● **Task material**
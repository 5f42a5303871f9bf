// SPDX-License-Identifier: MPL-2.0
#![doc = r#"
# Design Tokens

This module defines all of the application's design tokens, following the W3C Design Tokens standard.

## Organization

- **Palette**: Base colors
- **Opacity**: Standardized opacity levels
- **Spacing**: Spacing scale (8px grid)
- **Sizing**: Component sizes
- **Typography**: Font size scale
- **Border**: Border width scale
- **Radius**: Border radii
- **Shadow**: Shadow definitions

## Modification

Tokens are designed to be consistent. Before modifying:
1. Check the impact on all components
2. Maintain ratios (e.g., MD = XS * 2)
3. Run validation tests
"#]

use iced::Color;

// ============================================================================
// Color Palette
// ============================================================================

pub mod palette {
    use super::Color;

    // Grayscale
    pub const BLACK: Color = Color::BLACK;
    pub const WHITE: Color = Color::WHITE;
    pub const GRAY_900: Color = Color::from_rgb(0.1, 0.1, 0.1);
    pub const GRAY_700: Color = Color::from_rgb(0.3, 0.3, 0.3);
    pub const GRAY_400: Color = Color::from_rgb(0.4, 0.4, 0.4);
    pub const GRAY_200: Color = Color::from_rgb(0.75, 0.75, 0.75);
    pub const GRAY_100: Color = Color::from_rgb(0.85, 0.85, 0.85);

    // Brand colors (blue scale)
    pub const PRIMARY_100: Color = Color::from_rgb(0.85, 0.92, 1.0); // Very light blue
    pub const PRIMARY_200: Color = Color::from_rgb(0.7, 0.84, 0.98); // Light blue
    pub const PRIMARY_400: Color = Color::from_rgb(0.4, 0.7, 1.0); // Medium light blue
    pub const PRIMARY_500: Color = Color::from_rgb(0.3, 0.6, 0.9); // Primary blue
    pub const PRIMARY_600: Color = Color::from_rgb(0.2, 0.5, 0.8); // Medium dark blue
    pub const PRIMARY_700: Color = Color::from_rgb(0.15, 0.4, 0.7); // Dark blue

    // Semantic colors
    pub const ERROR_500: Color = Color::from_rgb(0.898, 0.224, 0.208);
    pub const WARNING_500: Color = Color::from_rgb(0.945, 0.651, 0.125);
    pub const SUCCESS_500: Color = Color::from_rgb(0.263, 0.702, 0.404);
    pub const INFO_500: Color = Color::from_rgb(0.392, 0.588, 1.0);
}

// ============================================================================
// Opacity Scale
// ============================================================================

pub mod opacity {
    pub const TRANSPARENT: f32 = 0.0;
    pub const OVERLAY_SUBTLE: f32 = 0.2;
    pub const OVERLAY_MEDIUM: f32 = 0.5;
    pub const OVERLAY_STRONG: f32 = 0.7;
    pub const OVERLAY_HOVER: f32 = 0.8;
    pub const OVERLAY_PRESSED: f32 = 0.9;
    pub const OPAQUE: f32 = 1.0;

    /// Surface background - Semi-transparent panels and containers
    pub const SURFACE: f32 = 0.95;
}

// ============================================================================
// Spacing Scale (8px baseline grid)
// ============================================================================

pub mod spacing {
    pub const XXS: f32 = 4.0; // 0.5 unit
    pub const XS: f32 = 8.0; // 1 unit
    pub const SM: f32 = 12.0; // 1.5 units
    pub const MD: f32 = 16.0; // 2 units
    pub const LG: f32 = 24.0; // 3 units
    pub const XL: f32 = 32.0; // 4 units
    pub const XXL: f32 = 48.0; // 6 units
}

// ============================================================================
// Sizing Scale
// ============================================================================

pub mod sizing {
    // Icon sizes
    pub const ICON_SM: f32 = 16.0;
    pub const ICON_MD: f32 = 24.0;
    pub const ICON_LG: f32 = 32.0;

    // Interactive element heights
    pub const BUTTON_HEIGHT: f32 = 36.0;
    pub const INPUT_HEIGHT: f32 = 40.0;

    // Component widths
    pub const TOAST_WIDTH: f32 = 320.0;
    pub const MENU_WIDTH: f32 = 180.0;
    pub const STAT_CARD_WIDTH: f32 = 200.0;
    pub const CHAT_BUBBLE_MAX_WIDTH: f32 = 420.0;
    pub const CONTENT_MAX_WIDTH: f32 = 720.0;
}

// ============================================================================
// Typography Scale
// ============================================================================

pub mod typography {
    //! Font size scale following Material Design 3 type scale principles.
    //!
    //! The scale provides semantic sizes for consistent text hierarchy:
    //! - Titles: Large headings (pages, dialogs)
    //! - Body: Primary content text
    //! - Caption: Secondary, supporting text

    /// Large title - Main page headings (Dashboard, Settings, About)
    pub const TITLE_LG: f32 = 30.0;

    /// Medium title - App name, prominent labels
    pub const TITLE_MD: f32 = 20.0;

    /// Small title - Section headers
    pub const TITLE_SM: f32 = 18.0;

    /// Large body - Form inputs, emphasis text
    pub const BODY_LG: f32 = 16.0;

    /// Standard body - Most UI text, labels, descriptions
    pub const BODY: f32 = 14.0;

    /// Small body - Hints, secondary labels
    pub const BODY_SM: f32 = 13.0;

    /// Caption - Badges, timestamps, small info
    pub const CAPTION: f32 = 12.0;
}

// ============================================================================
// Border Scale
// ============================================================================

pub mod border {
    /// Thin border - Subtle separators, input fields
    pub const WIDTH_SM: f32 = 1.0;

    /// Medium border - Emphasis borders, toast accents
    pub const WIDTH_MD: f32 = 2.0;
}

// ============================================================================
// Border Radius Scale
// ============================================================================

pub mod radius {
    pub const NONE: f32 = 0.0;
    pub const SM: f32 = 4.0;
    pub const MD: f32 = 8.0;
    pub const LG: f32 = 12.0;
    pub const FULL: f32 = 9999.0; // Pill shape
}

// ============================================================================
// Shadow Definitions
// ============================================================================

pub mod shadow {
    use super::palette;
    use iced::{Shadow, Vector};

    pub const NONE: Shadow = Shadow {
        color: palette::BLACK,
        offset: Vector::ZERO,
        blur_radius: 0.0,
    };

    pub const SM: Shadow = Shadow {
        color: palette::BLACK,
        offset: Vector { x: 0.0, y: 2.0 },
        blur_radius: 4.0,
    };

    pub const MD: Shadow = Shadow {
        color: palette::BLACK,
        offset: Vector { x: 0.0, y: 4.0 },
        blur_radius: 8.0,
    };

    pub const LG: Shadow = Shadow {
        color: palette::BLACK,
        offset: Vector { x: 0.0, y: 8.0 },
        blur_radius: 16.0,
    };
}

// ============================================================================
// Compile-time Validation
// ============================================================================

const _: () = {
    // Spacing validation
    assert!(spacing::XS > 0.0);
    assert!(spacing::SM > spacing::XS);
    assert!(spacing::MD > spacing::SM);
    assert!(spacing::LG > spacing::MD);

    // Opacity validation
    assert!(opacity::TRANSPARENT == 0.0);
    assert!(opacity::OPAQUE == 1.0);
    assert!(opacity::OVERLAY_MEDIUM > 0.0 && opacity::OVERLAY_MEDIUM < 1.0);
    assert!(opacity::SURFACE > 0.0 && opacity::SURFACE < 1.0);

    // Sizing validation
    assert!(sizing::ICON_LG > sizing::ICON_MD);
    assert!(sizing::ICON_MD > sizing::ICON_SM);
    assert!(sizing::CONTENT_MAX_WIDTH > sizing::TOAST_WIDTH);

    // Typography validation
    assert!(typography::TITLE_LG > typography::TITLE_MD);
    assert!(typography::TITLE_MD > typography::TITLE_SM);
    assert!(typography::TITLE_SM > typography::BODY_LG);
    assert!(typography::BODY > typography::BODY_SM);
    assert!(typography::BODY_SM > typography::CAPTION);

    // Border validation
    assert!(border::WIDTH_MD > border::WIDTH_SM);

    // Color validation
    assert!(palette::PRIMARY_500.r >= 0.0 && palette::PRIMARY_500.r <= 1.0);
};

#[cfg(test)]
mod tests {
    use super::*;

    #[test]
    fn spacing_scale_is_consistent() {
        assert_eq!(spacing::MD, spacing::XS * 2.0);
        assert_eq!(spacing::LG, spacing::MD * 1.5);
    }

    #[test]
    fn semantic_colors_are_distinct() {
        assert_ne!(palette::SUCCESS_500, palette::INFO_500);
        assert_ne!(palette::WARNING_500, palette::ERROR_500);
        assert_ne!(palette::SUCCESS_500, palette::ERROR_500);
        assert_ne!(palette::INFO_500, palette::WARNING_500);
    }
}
...
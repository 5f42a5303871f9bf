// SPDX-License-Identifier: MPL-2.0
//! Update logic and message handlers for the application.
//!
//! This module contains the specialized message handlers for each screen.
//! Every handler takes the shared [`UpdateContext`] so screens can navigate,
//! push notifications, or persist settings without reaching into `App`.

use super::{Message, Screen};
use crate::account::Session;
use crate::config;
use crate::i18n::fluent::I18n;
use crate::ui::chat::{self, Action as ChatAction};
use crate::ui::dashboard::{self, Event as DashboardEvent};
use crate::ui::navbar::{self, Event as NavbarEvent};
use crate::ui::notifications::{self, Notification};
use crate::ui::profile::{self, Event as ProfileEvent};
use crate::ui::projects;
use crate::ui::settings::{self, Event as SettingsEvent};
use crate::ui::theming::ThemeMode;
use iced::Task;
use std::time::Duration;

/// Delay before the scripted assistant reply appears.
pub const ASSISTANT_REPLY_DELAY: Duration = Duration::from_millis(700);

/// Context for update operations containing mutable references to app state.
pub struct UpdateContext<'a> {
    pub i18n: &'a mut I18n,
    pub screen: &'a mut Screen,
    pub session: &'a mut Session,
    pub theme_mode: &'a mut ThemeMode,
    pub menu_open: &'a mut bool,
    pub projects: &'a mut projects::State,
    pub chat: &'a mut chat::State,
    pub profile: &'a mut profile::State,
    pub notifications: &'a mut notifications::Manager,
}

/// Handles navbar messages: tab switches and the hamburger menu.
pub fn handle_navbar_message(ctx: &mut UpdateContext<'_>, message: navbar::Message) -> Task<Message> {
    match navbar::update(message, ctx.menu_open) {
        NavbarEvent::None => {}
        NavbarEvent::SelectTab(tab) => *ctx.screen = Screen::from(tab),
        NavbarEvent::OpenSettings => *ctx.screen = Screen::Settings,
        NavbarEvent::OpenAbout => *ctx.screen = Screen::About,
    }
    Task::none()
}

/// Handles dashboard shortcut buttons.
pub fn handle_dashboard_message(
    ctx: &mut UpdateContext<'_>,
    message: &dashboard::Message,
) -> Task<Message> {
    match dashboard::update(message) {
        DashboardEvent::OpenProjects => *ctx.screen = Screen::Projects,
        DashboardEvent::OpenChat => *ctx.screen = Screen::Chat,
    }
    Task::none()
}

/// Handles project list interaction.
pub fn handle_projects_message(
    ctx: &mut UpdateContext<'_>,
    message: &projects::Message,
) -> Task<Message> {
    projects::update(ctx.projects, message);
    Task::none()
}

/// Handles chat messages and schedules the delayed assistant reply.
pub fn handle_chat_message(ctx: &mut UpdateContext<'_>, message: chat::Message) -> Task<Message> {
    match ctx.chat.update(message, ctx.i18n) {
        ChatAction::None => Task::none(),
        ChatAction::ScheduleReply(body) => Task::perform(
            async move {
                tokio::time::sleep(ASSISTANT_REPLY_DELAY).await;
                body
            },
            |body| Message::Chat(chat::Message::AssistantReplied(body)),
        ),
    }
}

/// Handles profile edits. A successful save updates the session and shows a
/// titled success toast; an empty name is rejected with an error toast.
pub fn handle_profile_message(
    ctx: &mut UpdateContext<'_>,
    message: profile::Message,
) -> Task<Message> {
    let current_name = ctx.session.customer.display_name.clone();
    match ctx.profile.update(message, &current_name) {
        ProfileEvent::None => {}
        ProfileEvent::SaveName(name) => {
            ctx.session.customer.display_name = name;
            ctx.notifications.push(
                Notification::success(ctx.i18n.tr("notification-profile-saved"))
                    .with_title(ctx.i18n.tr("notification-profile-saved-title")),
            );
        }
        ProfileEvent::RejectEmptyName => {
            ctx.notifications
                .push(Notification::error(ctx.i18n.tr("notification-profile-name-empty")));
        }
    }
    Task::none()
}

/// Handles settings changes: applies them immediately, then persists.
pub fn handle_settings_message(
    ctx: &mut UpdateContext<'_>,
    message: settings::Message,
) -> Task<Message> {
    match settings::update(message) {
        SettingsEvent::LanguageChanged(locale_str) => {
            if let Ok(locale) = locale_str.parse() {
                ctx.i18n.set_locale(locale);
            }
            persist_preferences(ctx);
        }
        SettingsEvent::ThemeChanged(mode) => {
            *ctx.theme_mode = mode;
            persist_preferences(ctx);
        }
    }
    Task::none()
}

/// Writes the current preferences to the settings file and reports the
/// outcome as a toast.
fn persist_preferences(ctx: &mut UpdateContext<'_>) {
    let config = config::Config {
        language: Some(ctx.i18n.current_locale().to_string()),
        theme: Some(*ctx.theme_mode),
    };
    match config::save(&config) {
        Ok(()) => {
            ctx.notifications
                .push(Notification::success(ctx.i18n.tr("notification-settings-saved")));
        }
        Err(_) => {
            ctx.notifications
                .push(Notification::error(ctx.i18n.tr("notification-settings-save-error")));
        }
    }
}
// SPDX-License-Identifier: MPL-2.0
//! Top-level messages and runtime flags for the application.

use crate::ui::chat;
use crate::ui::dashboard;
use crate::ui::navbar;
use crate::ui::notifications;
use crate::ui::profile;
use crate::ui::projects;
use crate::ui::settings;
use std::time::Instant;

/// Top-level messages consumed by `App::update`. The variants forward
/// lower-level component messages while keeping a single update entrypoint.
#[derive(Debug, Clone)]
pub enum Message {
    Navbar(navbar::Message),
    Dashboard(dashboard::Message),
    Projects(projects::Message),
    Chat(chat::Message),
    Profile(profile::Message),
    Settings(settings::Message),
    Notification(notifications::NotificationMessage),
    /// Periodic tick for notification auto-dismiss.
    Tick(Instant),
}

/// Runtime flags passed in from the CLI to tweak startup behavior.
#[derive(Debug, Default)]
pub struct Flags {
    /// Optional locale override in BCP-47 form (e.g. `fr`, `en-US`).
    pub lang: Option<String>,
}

● **Activity**
Taking the entries above, write out exactly the lines starting with the line containing "dashboard shortcut buttons." and going on through the line containing "DashboardEvent::OpenProjects => *ctx.screen", both included, and nothing else.

● **Your solution**
/// Handles dashboard shortcut buttons.
pub fn handle_dashboard_message(
    ctx: &mut UpdateContext<'_>,
    message: &dashboard::Message,
) -> Task<Message> {
    match dashboard::update(message) {
        DashboardEvent::OpenProjects => *ctx.screen = Screen::Projects,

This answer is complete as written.